■ **EXERCISE GOAL**: Copy every line that contains the string "finished" from the entries below.

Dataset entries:
*** Begin section ***
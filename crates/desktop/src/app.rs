use std::path::{Path, PathBuf};
use std::time::Duration;

use crossbeam_channel::Receiver;
use iced::widget::{
    button, column, container, pick_list, progress_bar, row, scrollable, text, text_input,
};
use iced::{Element, Length, Subscription, Task};

use vidscribe_core::audio::domain::model_size::ModelSize;
use vidscribe_core::format::domain::output_format::OutputFormat;
use vidscribe_core::shared::constants::VIDEO_EXTENSIONS;

use crate::settings::{Language, Settings};
use crate::workers::transcribe_worker::{self, TranscribeParams, WorkerMessage};

const MAX_VISIBLE_LOGS: usize = 20;

#[derive(Debug, Clone)]
pub enum Message {
    FolderChanged(String),
    BrowseFolder,
    FolderSelected(Option<PathBuf>),
    VideoSelected(String),
    ModelChanged(ModelSize),
    LanguageChanged(Language),
    FormatChanged(OutputFormat),
    OutputFolderChanged(String),
    StartTranscription,
    PollWorker,
    OpenOutput,
}

pub struct App {
    settings: Settings,
    folder_input: String,
    video_files: Vec<String>,
    selected_video: Option<String>,
    output_folder: String,
    progress: u8,
    status: String,
    logs: Vec<String>,
    worker: Option<Receiver<WorkerMessage>>,
    last_output: Option<String>,
}

impl App {
    pub fn new() -> (Self, Task<Message>) {
        (
            Self {
                settings: Settings::load(),
                folder_input: String::new(),
                video_files: Vec::new(),
                selected_video: None,
                output_folder: String::new(),
                progress: 0,
                status: "Ready".to_string(),
                logs: Vec::new(),
                worker: None,
                last_output: None,
            },
            Task::none(),
        )
    }

    pub fn update(&mut self, message: Message) -> Task<Message> {
        match message {
            Message::FolderChanged(folder) => {
                self.folder_input = folder;
                self.rescan_folder();
            }
            Message::BrowseFolder => {
                return Task::perform(
                    async {
                        rfd::AsyncFileDialog::new()
                            .set_title("Select video folder")
                            .pick_folder()
                            .await
                            .map(|h| h.path().to_path_buf())
                    },
                    Message::FolderSelected,
                );
            }
            Message::FolderSelected(Some(path)) => {
                self.folder_input = path.to_string_lossy().to_string();
                self.rescan_folder();
            }
            Message::FolderSelected(None) => {}
            Message::VideoSelected(video) => {
                self.selected_video = Some(video);
            }
            Message::ModelChanged(model) => {
                self.settings.model = model;
                self.settings.save();
            }
            Message::LanguageChanged(language) => {
                self.settings.language = language;
                self.settings.save();
            }
            Message::FormatChanged(format) => {
                self.settings.format = format;
                self.settings.save();
            }
            Message::OutputFolderChanged(folder) => {
                self.output_folder = folder;
            }
            Message::StartTranscription => {
                self.start_transcription();
            }
            Message::PollWorker => {
                self.poll_worker();
            }
            Message::OpenOutput => {
                if let Some(ref saved) = self.last_output {
                    if let Some(parent) = Path::new(saved).parent() {
                        let _ = open::that(parent);
                    }
                }
            }
        }
        Task::none()
    }

    pub fn view(&self) -> Element<'_, Message> {
        let folder_row = row![
            text_input("Folder with videos", &self.folder_input)
                .on_input(Message::FolderChanged)
                .width(Length::Fill),
            button("Browse...").on_press(Message::BrowseFolder),
        ]
        .spacing(8);

        let video_picker: Element<'_, Message> = if self.video_files.is_empty() {
            text("No video files found in the selected folder")
                .size(13)
                .into()
        } else {
            pick_list(
                self.video_files.as_slice(),
                self.selected_video.clone(),
                Message::VideoSelected,
            )
            .placeholder("Select a video file")
            .width(Length::Fill)
            .into()
        };

        let options_row = row![
            pick_list(
                ModelSize::ALL,
                Some(self.settings.model),
                Message::ModelChanged
            ),
            pick_list(
                Language::ALL,
                Some(self.settings.language),
                Message::LanguageChanged
            ),
            pick_list(
                OutputFormat::ALL,
                Some(self.settings.format),
                Message::FormatChanged
            ),
        ]
        .spacing(8);

        let output_row = text_input("Output folder (defaults to the video folder)", &self.output_folder)
            .on_input(Message::OutputFolderChanged)
            .width(Length::Fill);

        let running = self.worker.is_some();
        let start_button = button(text(if running {
            "Transcribing..."
        } else {
            "Start Transcription"
        }))
        .on_press_maybe((!running).then_some(Message::StartTranscription))
        .width(Length::Fill);

        let open_button = button("Open output folder")
            .on_press_maybe(self.last_output.as_ref().map(|_| Message::OpenOutput));

        let visible_logs = self
            .logs
            .iter()
            .rev()
            .take(MAX_VISIBLE_LOGS)
            .rev()
            .cloned()
            .collect::<Vec<_>>()
            .join("\n");

        let content = column![
            text("VidScribe").size(22),
            folder_row,
            video_picker,
            options_row,
            output_row,
            start_button,
            progress_bar(0.0..=100.0, self.progress as f32),
            text(format!("Status: {}", self.status)).size(13),
            scrollable(text(visible_logs).size(12)).height(Length::Fill),
            open_button,
        ]
        .spacing(12);

        container(content).padding(16).into()
    }

    pub fn subscription(&self) -> Subscription<Message> {
        if self.worker.is_some() {
            iced::time::every(Duration::from_millis(100)).map(|_| Message::PollWorker)
        } else {
            Subscription::none()
        }
    }

    fn rescan_folder(&mut self) {
        self.video_files = list_video_files(Path::new(&self.folder_input));
        self.selected_video = None;
        if self.output_folder.is_empty() {
            self.output_folder = self.folder_input.clone();
        }
    }

    fn start_transcription(&mut self) {
        let Some(ref video) = self.selected_video else {
            self.status = "Please select a video file".to_string();
            return;
        };
        let output_dir = if self.output_folder.is_empty() {
            self.folder_input.clone()
        } else {
            self.output_folder.clone()
        };
        if !Path::new(&output_dir).exists() {
            self.status = "Output folder does not exist".to_string();
            return;
        }

        let params = TranscribeParams {
            video_path: Path::new(&self.folder_input).join(video),
            output_dir: PathBuf::from(output_dir),
            model: self.settings.model,
            language: self.settings.language,
            format: self.settings.format,
        };

        self.logs.clear();
        self.progress = 0;
        self.last_output = None;
        self.status = "Starting...".to_string();
        self.push_log(&format!("Starting transcription of: {video}"));
        self.worker = Some(transcribe_worker::spawn(params));
    }

    fn poll_worker(&mut self) {
        let Some(rx) = self.worker.clone() else {
            return;
        };

        let mut finished = false;
        while let Ok(message) = rx.try_recv() {
            match message {
                WorkerMessage::DownloadProgress(downloaded, total) => {
                    self.status = if total > 0 {
                        let pct = downloaded as f64 / total as f64 * 100.0;
                        format!("Downloading model... {pct:.0}%")
                    } else {
                        format!("Downloading model... {downloaded} bytes")
                    };
                }
                WorkerMessage::Progress(percent, status) => {
                    self.progress = percent;
                    self.status = status.clone();
                    self.push_log(&status);
                }
                WorkerMessage::Complete { saved_file } => {
                    self.progress = 100;
                    self.status = "Completed!".to_string();
                    if let Some(ref path) = saved_file {
                        self.push_log(&format!("Transcription saved to: {path}"));
                    }
                    self.last_output = saved_file;
                    finished = true;
                }
                WorkerMessage::Error(error) => {
                    self.progress = 0;
                    self.status = "Error occurred".to_string();
                    self.push_log(&format!("ERROR: {error}"));
                    log::error!("Transcription failed: {error}");
                    finished = true;
                }
            }
        }

        if finished {
            self.worker = None;
        }
    }

    fn push_log(&mut self, message: &str) {
        let timestamp = chrono::Local::now().format("%H:%M:%S");
        self.logs.push(format!("[{timestamp}] {message}"));
    }
}

/// Video files (by extension) directly inside `folder`, sorted by name.
fn list_video_files(folder: &Path) -> Vec<String> {
    let Ok(entries) = std::fs::read_dir(folder) else {
        return Vec::new();
    };
    let mut files: Vec<String> = entries
        .filter_map(|entry| entry.ok())
        .filter(|entry| {
            entry
                .path()
                .extension()
                .and_then(|ext| ext.to_str())
                .map(|ext| VIDEO_EXTENSIONS.contains(&ext.to_lowercase().as_str()))
                .unwrap_or(false)
        })
        .filter_map(|entry| entry.file_name().into_string().ok())
        .collect();
    files.sort();
    files
}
*** End section ***
■ **TASK OUTPUT**:
        let mut finished = false;
                    finished = true;
                    finished = true;
        if finished {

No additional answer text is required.